Phosphorylation is a key post-translational modification that regulates virtually all cellular signalling processes. Recent technological advances in mass spectrometry—including spatial omics and single-cell analysis—have enabled unprecedented insights into the dynamics and localization of phosphorylation events.

This Special Issue aims to collect high-quality contributions that advance our understanding of spatial and single-cell phosphoproteomics, including novel experimental workflows, enrichment strategies, computational tools, and integrative bioinformatic analyses. We welcome studies spanning diverse biological systems, from human tissues and disease models to animal and plant systems.

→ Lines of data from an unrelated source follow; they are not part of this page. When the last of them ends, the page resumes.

//! Data transfer objects for API requests and responses
//!
//! This module provides:
//! - Request DTOs with validation for API inputs
//! - Response DTOs for serializing API outputs
//! - Mappers for converting domain entities to DTOs

pub mod mappers;
pub mod requests;
pub mod responses;

pub use requests::{CreateMemberRequest, MemberDetails, MemberFilter, UpdateMemberRequest};

pub use responses::{
    AuditLogListResponse, AuditLogResponse, HealthResponse, MemberDetailResponse,
    MemberListResponse, MemberResponse, MutationResponse, StatisticsEnvelope, StatisticsResponse,
    SyncFailure, SyncResult,
};
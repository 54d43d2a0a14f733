//! Service context - dependency container for services
//!
//! Holds the row store, the remote platform ports, collection names and the
//! run-level write guard.

use std::sync::Arc;
use tokio::sync::{Mutex, MutexGuard};

use roster_common::{CollectionsConfig, SyncConfig};
use roster_core::traits::{ArticleFeed, MemberSource, RowStore};

use super::error::{ServiceError, ServiceResult};

/// Service context containing all dependencies
///
/// Cloning is cheap and clones share the same write guard, so a sync run and
/// a manual edit started from different clones still exclude each other.
#[derive(Clone)]
pub struct ServiceContext {
    store: Arc<dyn RowStore>,
    member_source: Arc<dyn MemberSource>,
    article_feed: Arc<dyn ArticleFeed>,
    collections: CollectionsConfig,
    sync: SyncConfig,
    write_guard: Arc<Mutex<()>>,
}

impl ServiceContext {
    /// Create a new service context with all dependencies
    pub fn new(
        store: Arc<dyn RowStore>,
        member_source: Arc<dyn MemberSource>,
        article_feed: Arc<dyn ArticleFeed>,
        collections: CollectionsConfig,
        sync: SyncConfig,
    ) -> Self {
        Self {
            store,
            member_source,
            article_feed,
            collections,
            sync,
            write_guard: Arc::new(Mutex::new(())),
        }
    }

    // === Ports ===

    pub fn store(&self) -> &dyn RowStore {
        self.store.as_ref()
    }

    pub fn member_source(&self) -> &dyn MemberSource {
        self.member_source.as_ref()
    }

    pub fn article_feed(&self) -> &dyn ArticleFeed {
        self.article_feed.as_ref()
    }

    // === Settings ===

    pub fn collections(&self) -> &CollectionsConfig {
        &self.collections
    }

    pub fn sync_config(&self) -> &SyncConfig {
        &self.sync
    }

    // === Concurrency ===

    /// Take the roster write guard without waiting
    ///
    /// # Errors
    /// Returns `ServiceError::SyncInProgress` while another run or manual
    /// write holds the guard.
    pub fn try_lock_writes(&self) -> ServiceResult<MutexGuard<'_, ()>> {
        self.write_guard
            .try_lock()
            .map_err(|_| ServiceError::SyncInProgress)
    }
}

impl std::fmt::Debug for ServiceContext {
    fn fmt(&self, f: &mut std::fmt::Formatter<'_>) -> std::fmt::Result {
        f.debug_struct("ServiceContext")
            .field("store", &"RowStore")
            .field("member_source", &"MemberSource")
            .field("article_feed", &"ArticleFeed")
            .field("collections", &self.collections)
            .field("sync", &self.sync)
            .finish()
    }
}

/// Builder for creating ServiceContext with custom configuration
#[derive(Default)]
pub struct ServiceContextBuilder {
    store: Option<Arc<dyn RowStore>>,
    member_source: Option<Arc<dyn MemberSource>>,
    article_feed: Option<Arc<dyn ArticleFeed>>,
    collections: Option<CollectionsConfig>,
    sync: Option<SyncConfig>,
}

impl ServiceContextBuilder {
    pub fn new() -> Self {
        Self::default()
    }

    pub fn store(mut self, store: Arc<dyn RowStore>) -> Self {
        self.store = Some(store);
        self
    }

    pub fn member_source(mut self, source: Arc<dyn MemberSource>) -> Self {
        self.member_source = Some(source);
        self
    }

    pub fn article_feed(mut self, feed: Arc<dyn ArticleFeed>) -> Self {
        self.article_feed = Some(feed);
        self
    }

    pub fn collections(mut self, collections: CollectionsConfig) -> Self {
        self.collections = Some(collections);
        self
    }

    pub fn sync_config(mut self, sync: SyncConfig) -> Self {
        self.sync = Some(sync);
        self
    }

    /// Build the ServiceContext
    ///
    /// Collection names and sync limits fall back to their defaults.
    ///
    /// # Errors
    /// Returns `ServiceError::Validation` if a port is missing
    pub fn build(self) -> ServiceResult<ServiceContext> {
        Ok(ServiceContext::new(
            self.store
                .ok_or_else(|| ServiceError::validation("store is required"))?,
            self.member_source
                .ok_or_else(|| ServiceError::validation("member_source is required"))?,
            self.article_feed
                .ok_or_else(|| ServiceError::validation("article_feed is required"))?,
            self.collections.unwrap_or_default(),
            self.sync.unwrap_or_default(),
        ))
    }
}
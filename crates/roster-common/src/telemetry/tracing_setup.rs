//! Tracing and logging setup
//!
//! Configures the `tracing` subscriber with environment-based filtering.
//! `RUST_LOG` wins over the configured level when set.

use tracing::Level;
use tracing_subscriber::{
    fmt::{self, format::FmtSpan},
    layer::SubscriberExt,
    util::SubscriberInitExt,
    EnvFilter,
};

use crate::config::{AppSettings, LogFormat};

/// Tracing configuration options
#[derive(Debug, Clone)]
pub struct TracingConfig {
    /// Default level when `RUST_LOG` is unset
    pub level: Level,
    /// Emit one JSON object per event
    pub json: bool,
    /// Log span open/close events
    pub span_events: bool,
    /// Include file and line numbers
    pub file_line: bool,
}

impl Default for TracingConfig {
    fn default() -> Self {
        Self {
            level: Level::INFO,
            json: false,
            span_events: false,
            file_line: true,
        }
    }
}

impl TracingConfig {
    /// Debug-level human-readable output with span events
    #[must_use]
    pub fn development() -> Self {
        Self {
            level: Level::DEBUG,
            span_events: true,
            ..Self::default()
        }
    }

    /// Info-level JSON output
    #[must_use]
    pub fn production() -> Self {
        Self {
            json: true,
            file_line: false,
            ..Self::default()
        }
    }

    /// Pick a preset from application settings; `LOG_FORMAT` decides the formatter
    #[must_use]
    pub fn for_settings(settings: &AppSettings) -> Self {
        let base = if settings.env.is_production() {
            Self::production()
        } else if settings.env.is_development() {
            Self::development()
        } else {
            Self::default()
        };

        Self {
            json: settings.log_format == LogFormat::Json,
            ..base
        }
    }

    fn span_events(&self) -> FmtSpan {
        if self.span_events {
            FmtSpan::NEW | FmtSpan::CLOSE
        } else {
            FmtSpan::NONE
        }
    }
}

/// Initialize the global subscriber
///
/// # Panics
/// Panics if a global subscriber is already set.
pub fn init_tracing(config: TracingConfig) {
    if let Err(e) = try_init_tracing(config) {
        panic!("{e}");
    }
}

/// Initialize the global subscriber, failing instead of panicking when one is already set
pub fn try_init_tracing(config: TracingConfig) -> Result<(), TracingError> {
    let env_filter = EnvFilter::try_from_default_env()
        .unwrap_or_else(|_| EnvFilter::new(config.level.to_string()));

    // Exactly one of the two formatters is installed
    let json_layer = config.json.then(|| {
        fmt::layer()
            .json()
            .with_file(config.file_line)
            .with_line_number(config.file_line)
            .with_span_events(config.span_events())
    });
    let pretty_layer = (!config.json).then(|| {
        fmt::layer()
            .with_file(config.file_line)
            .with_line_number(config.file_line)
            .with_span_events(config.span_events())
    });

    tracing_subscriber::registry()
        .with(env_filter)
        .with(json_layer)
        .with(pretty_layer)
        .try_init()
        .map_err(|_| TracingError::AlreadyInitialized)
}

/// Tracing initialization errors
#[derive(Debug, thiserror::Error)]
pub enum TracingError {
    #[error("Tracing subscriber already initialized")]
    AlreadyInitialized,
}
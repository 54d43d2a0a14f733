//! Test doubles for the service ports

use async_trait::async_trait;
use parking_lot::Mutex;
use serde_json::{json, Value};
use std::collections::{HashSet, VecDeque};
use std::sync::Arc;

use roster_common::{CollectionsConfig, SyncConfig};
use roster_core::entities::{ArticlePage, Cursor, MemberSnapshot, RemoteMember};
use roster_core::traits::{ArticleFeed, MemberSource, RepoResult, Row, RowStore};
use roster_core::value_objects::{RangeUpdate, RowIndex, RowRange, AUDIT_HEADER, MEMBER_HEADER};
use roster_core::DomainError;
use roster_db::MemoryRowStore;

use super::context::ServiceContext;

/// Feed replaying canned pages, or producing fresh pages forever
pub struct ScriptedFeed {
    pages: Mutex<VecDeque<Value>>,
    endless: bool,
    cursors: Mutex<Vec<Option<Value>>>,
}

impl ScriptedFeed {
    /// Replay `pages`; requests past the end fail
    pub fn pages(pages: Vec<Value>) -> Self {
        Self {
            pages: Mutex::new(pages.into()),
            endless: false,
            cursors: Mutex::new(Vec::new()),
        }
    }

    /// One article and a new cursor on every page, never end-of-feed
    pub fn endless() -> Self {
        Self {
            endless: true,
            ..Self::pages(Vec::new())
        }
    }

    /// Feed with no articles at all
    pub fn empty() -> Self {
        Self::pages(vec![json!({"cs": [], "eof": "Y"})])
    }

    pub fn calls(&self) -> usize {
        self.cursors.lock().len()
    }

    /// Cursor sent with each request
    pub fn cursors(&self) -> Vec<Option<Value>> {
        self.cursors.lock().clone()
    }
}

#[async_trait]
impl ArticleFeed for ScriptedFeed {
    async fn fetch_page(&self, cursor: Option<&Cursor>) -> RepoResult<ArticlePage> {
        let call = {
            let mut cursors = self.cursors.lock();
            cursors.push(cursor.map(|c| c.as_value().clone()));
            cursors.len()
        };

        let page = if self.endless {
            json!({"cs": [{"wid": "1", "ot": 2_000_000_000 - call}], "s_t": format!("c{call}")})
        } else {
            self.pages
                .lock()
                .pop_front()
                .ok_or_else(|| DomainError::RemoteTransport("script exhausted".to_string()))?
        };

        serde_json::from_value(page).map_err(|e| DomainError::RemoteTransport(e.to_string()))
    }
}

/// Snapshot source returning a fixed, replaceable member list
pub struct StaticSource {
    members: Mutex<Option<Vec<RemoteMember>>>,
}

impl StaticSource {
    pub fn new(members: Vec<RemoteMember>) -> Self {
        Self {
            members: Mutex::new(Some(members)),
        }
    }

    /// Source whose every strategy fails
    pub fn unavailable() -> Self {
        Self {
            members: Mutex::new(None),
        }
    }

    pub fn replace(&self, members: Vec<RemoteMember>) {
        *self.members.lock() = Some(members);
    }
}

#[async_trait]
impl MemberSource for StaticSource {
    async fn fetch_members(&self) -> RepoResult<MemberSnapshot> {
        self.members
            .lock()
            .clone()
            .map(MemberSnapshot::from)
            .ok_or_else(|| DomainError::RemoteUnavailable("no strategy produced data".to_string()))
    }
}

/// Memory store that records deletions and can fail chosen writes
#[derive(Default)]
pub struct RecordingStore {
    inner: MemoryRowStore,
    deleted: Mutex<Vec<RowIndex>>,
    failing_batches: HashSet<usize>,
    batch_calls: Mutex<usize>,
    failing_deletes: HashSet<usize>,
    delete_calls: Mutex<usize>,
    failing_appends: Mutex<HashSet<String>>,
}

impl RecordingStore {
    pub fn new(inner: MemoryRowStore) -> Self {
        Self {
            inner,
            ..Self::default()
        }
    }

    /// Fail the given 1-based `batch_update` calls
    pub fn failing_batches(mut self, calls: &[usize]) -> Self {
        self.failing_batches = calls.iter().copied().collect();
        self
    }

    /// Fail the given 1-based `delete_row` calls
    pub fn failing_deletes(mut self, calls: &[usize]) -> Self {
        self.failing_deletes = calls.iter().copied().collect();
        self
    }

    /// Fail the next `append_rows` call on `collection`
    pub fn failing_append_to(self, collection: &str) -> Self {
        self.failing_appends.lock().insert(collection.to_string());
        self
    }

    /// Rows actually deleted, in call order
    pub fn deleted(&self) -> Vec<RowIndex> {
        self.deleted.lock().clone()
    }

    pub fn batch_calls(&self) -> usize {
        *self.batch_calls.lock()
    }
}

#[async_trait]
impl RowStore for RecordingStore {
    async fn read_rows(&self, collection: &str, range: &RowRange) -> RepoResult<Vec<Row>> {
        self.inner.read_rows(collection, range).await
    }

    async fn append_row(&self, collection: &str, range: &RowRange, row: Row) -> RepoResult<()> {
        self.inner.append_row(collection, range, row).await
    }

    async fn append_rows(&self, collection: &str, range: &RowRange, rows: Vec<Row>) -> RepoResult<()> {
        if self.failing_appends.lock().remove(collection) {
            return Err(DomainError::DatabaseError("connection reset".to_string()));
        }
        self.inner.append_rows(collection, range, rows).await
    }

    async fn update_range(&self, range: &RowRange, row: Row) -> RepoResult<()> {
        self.inner.update_range(range, row).await
    }

    async fn batch_update(&self, updates: Vec<RangeUpdate>) -> RepoResult<()> {
        let call = {
            let mut calls = self.batch_calls.lock();
            *calls += 1;
            *calls
        };
        if self.failing_batches.contains(&call) {
            return Err(DomainError::DatabaseError("payload too large".to_string()));
        }
        self.inner.batch_update(updates).await
    }

    async fn delete_row(&self, collection_id: i64, index: RowIndex) -> RepoResult<()> {
        let call = {
            let mut calls = self.delete_calls.lock();
            *calls += 1;
            *calls
        };
        if self.failing_deletes.contains(&call) {
            return Err(DomainError::DatabaseError("lock timeout".to_string()));
        }
        self.deleted.lock().push(index);
        self.inner.delete_row(collection_id, index).await
    }

    async fn resolve_collection_id(&self, name: &str) -> RepoResult<Option<i64>> {
        self.inner.resolve_collection_id(name).await
    }
}

/// Memory store with the three default collections created
pub fn seeded_store() -> MemoryRowStore {
    let store = MemoryRowStore::new();
    let collections = CollectionsConfig::default();
    store.ensure_collection(&collections.active, &MEMBER_HEADER);
    store.ensure_collection(&collections.withdrawn, &MEMBER_HEADER);
    store.ensure_collection(&collections.audit, &AUDIT_HEADER);
    store
}

pub fn context(
    store: Arc<dyn RowStore>,
    source: Arc<dyn MemberSource>,
    feed: Arc<dyn ArticleFeed>,
) -> ServiceContext {
    ServiceContext::new(
        store,
        source,
        feed,
        CollectionsConfig::default(),
        SyncConfig::default(),
    )
}

/// Remote record with a canonical join time and a recent visit
pub fn remote(member_id: &str, nickname: &str) -> RemoteMember {
    RemoteMember {
        member_id: member_id.to_string(),
        nickname: nickname.to_string(),
        joined_at: 1_600_000_000,
        visited_at: 1_699_900_000,
        ..Default::default()
    }
}

pub fn banned(member_id: &str, nickname: &str) -> RemoteMember {
    RemoteMember {
        ban_flag: "Y".to_string(),
        ..remote(member_id, nickname)
    }
}
//! Business logic services
//!
//! This module contains the synchronization engine and the roster use cases
//! exposed over HTTP.

pub mod attribution;
pub mod audit_log;
pub mod context;
pub mod error;
pub mod harvester;
pub mod member;
pub mod roster;
pub mod statistics;
pub mod sync;

#[cfg(test)]
mod testing;

// Re-export all services for convenience
pub use attribution::{Attribution, IntroAttributor};
pub use audit_log::AuditLogService;
pub use context::{ServiceContext, ServiceContextBuilder};
pub use error::{ServiceError, ServiceResult};
pub use harvester::{ArticleHarvester, Harvest, HarvestStop};
pub use member::MemberService;
pub use roster::{LoadedRoster, RosterEntry};
pub use statistics::StatisticsService;
pub use sync::{SyncPlan, SyncService};
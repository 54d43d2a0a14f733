//! Time-windowed activity classification

use chrono::{DateTime, Utc};

use crate::entities::ActivityStatus;
use crate::value_objects::EpochSeconds;

const DAY_SECS: i64 = 86_400;

/// Joined or visited within this many seconds counts as "new"/"active"
pub const ACTIVE_WINDOW_SECS: i64 = 7 * DAY_SECS;

/// Visited within this many seconds counts as "normal"
pub const NORMAL_WINDOW_SECS: i64 = 30 * DAY_SECS;

/// Classifies members against a fixed reference instant
///
/// One classifier is created per synchronization run so every member is
/// judged against the same "now".
#[derive(Debug, Clone, Copy)]
pub struct ActivityClassifier {
    now: DateTime<Utc>,
}

impl ActivityClassifier {
    pub fn new(now: DateTime<Utc>) -> Self {
        Self { now }
    }

    #[inline]
    pub fn now(&self) -> DateTime<Utc> {
        self.now
    }

    /// Classify one member
    ///
    /// A banned member is always `Withdrawn`. Otherwise the first matching
    /// rule wins: recent join, recent visit, visit within a month, inactive.
    /// A missing timestamp never matches a window.
    pub fn classify(
        &self,
        joined: Option<EpochSeconds>,
        visited: Option<EpochSeconds>,
        banned: bool,
    ) -> ActivityStatus {
        if banned {
            return ActivityStatus::Withdrawn;
        }

        let join_age = self.age(joined);
        let visit_age = self.age(visited);

        if join_age.is_some_and(|age| age <= ACTIVE_WINDOW_SECS) {
            ActivityStatus::New
        } else if visit_age.is_some_and(|age| age <= ACTIVE_WINDOW_SECS) {
            ActivityStatus::Active
        } else if visit_age.is_some_and(|age| age <= NORMAL_WINDOW_SECS) {
            ActivityStatus::Normal
        } else {
            ActivityStatus::Inactive
        }
    }

    // None stands for infinite age
    fn age(&self, ts: Option<EpochSeconds>) -> Option<i64> {
        ts.map(|ts| ts.age_at(self.now))
    }
}
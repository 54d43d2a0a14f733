//! Error handling utilities for row stores

use roster_core::error::DomainError;
use roster_core::value_objects::{RowIndex, RowRange};
use sqlx::Error as SqlxError;

/// Convert SQLx error to DomainError
pub fn map_db_error(e: SqlxError) -> DomainError {
    DomainError::DatabaseError(e.to_string())
}

/// Create a "collection not found" error
pub fn collection_not_found(name: impl Into<String>) -> DomainError {
    DomainError::CollectionNotFound(name.into())
}

/// Range that does not address exactly one data row
pub fn not_a_row_range(range: &RowRange) -> DomainError {
    DomainError::InvalidRange(format!("{range} does not address a single data row"))
}

/// Row index outside the collection
pub fn row_out_of_bounds(collection: &str, index: RowIndex) -> DomainError {
    DomainError::InvalidRange(format!("row index {index} is outside {collection}"))
}
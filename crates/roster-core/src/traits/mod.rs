//! Ports implemented by infrastructure adapters

mod ports;

pub use ports::{ArticleFeed, MemberSource, RepoResult, Row, RowStore};
//! Domain entities - core business objects

mod article;
mod audit_log;
mod intro;
mod member;
mod profile;
mod remote;

pub use article::{ArticlePage, Cursor, RawArticle, JOIN_POST_CATEGORY};
pub use audit_log::{AuditAction, AuditLogEntry, Operator};
pub use intro::{IntroField, IntroFields, ParsedIntro};
pub use member::{ActivityStatus, Member, MembershipStatus, PreservedFields, Role};
pub use profile::RemoteProfile;
pub use remote::{MemberSnapshot, RemoteMember};
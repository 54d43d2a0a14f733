//! Row store implementations
//!
//! Implementations of the `RowStore` port defined in roster-core.

mod error;
mod memory;
mod postgres;

pub use memory::MemoryRowStore;
pub use postgres::PgRowStore;

use roster_core::traits::RepoResult;
use roster_core::value_objects::{RowIndex, RowRange};

/// Drop trailing empty cells the way spreadsheet backends do
pub(crate) fn trim_trailing_empty(mut row: Vec<String>) -> Vec<String> {
    while row.last().is_some_and(String::is_empty) {
        row.pop();
    }
    row
}

/// Index of the single data row a range addresses
pub(crate) fn data_row_index(range: &RowRange) -> RepoResult<RowIndex> {
    match range.index() {
        Some(index) if !index.is_header() => Ok(index),
        _ => Err(error::not_a_row_range(range)),
    }
}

We particularly encourage submissions that present methodological innovations, benchmark datasets, and protocols that facilitate reproducibility and enable broader application of phosphoproteomic technologies. Through this collection, we seek to provide a comprehensive overview of current trends, challenges, and opportunities in the field, fostering cross-disciplinary collaboration and advancing phosphoproteomics toward more precise and spatially resolved functional insights.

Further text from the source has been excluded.